When a line in the entries below contains the word "unix", copy that line.
◆ ◆ ◆
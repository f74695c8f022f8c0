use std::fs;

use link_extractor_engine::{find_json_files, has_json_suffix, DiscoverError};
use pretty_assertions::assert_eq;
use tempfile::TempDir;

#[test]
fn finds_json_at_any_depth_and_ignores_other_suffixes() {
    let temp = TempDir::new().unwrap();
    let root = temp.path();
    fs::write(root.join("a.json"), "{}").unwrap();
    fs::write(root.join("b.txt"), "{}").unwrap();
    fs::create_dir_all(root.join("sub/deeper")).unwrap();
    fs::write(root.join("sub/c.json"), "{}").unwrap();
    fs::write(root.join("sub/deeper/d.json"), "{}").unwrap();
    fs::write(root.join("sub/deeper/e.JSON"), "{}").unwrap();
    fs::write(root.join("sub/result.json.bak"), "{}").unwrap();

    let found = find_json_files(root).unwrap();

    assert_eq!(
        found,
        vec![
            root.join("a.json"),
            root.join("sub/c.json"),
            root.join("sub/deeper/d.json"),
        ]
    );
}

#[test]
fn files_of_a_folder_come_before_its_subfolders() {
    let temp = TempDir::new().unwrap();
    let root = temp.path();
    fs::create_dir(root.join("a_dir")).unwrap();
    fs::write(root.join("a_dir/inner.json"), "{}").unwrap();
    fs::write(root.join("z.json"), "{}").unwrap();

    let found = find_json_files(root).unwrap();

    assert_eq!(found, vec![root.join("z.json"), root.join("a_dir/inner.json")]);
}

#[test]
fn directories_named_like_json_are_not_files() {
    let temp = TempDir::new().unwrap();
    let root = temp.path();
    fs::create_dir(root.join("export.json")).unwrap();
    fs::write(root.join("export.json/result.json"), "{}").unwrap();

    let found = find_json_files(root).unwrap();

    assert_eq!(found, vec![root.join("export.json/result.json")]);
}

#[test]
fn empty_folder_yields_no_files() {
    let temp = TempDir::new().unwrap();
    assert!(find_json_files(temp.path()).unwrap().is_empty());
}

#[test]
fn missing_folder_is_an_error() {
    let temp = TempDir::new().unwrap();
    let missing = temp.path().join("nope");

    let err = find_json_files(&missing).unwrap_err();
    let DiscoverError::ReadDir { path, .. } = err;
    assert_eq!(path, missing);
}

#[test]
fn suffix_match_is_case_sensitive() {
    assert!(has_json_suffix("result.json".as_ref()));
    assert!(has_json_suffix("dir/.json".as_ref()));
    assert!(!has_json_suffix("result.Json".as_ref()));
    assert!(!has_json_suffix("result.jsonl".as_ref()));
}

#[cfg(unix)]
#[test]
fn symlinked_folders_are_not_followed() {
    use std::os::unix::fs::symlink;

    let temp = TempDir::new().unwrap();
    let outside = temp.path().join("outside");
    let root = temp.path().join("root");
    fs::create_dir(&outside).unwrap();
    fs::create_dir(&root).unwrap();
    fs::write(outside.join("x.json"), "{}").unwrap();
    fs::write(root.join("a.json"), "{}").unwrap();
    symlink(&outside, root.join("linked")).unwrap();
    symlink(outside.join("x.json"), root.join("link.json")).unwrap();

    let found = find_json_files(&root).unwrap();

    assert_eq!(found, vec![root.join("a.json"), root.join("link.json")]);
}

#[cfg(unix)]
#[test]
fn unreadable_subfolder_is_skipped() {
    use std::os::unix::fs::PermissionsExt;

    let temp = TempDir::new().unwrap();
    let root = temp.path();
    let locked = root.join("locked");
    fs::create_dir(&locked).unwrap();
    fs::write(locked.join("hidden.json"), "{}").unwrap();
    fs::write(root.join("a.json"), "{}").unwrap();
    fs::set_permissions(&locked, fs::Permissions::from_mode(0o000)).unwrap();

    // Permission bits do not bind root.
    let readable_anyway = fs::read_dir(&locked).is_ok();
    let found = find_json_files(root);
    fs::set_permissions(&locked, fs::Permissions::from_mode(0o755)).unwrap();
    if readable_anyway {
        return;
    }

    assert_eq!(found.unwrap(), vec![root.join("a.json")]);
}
◆ ◆ ◆
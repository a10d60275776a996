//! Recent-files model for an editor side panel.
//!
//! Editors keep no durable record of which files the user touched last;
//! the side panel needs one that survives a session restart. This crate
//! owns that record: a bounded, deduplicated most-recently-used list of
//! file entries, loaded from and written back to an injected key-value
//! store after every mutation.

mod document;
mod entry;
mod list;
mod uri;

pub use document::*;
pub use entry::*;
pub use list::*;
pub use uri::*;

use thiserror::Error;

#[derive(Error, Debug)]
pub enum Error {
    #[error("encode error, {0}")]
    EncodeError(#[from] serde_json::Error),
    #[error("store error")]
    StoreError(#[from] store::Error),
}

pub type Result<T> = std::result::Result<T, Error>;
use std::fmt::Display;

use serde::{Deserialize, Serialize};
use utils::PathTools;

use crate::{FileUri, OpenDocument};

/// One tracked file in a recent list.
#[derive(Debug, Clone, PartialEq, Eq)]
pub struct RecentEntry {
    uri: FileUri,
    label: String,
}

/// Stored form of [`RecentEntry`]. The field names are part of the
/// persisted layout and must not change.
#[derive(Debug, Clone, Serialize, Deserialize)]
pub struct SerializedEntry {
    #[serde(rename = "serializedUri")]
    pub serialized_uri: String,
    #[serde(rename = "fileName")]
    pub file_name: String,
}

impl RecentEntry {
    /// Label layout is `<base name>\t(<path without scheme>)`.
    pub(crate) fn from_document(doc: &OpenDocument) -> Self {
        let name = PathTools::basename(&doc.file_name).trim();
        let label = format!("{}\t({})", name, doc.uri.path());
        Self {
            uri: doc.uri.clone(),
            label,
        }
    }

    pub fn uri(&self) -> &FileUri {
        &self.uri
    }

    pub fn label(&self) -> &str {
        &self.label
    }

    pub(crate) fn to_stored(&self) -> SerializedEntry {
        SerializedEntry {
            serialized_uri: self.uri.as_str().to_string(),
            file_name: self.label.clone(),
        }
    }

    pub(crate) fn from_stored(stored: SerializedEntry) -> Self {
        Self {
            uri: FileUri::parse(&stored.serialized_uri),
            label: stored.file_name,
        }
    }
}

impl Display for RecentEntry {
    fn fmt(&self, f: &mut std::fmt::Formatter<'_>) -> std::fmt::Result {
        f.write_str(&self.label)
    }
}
◆ ◆ ◆
§ RESPONSE AREA:
#[cfg(unix)]
    use std::os::unix::fs::symlink;
#[cfg(unix)]
    use std::os::unix::fs::PermissionsExt;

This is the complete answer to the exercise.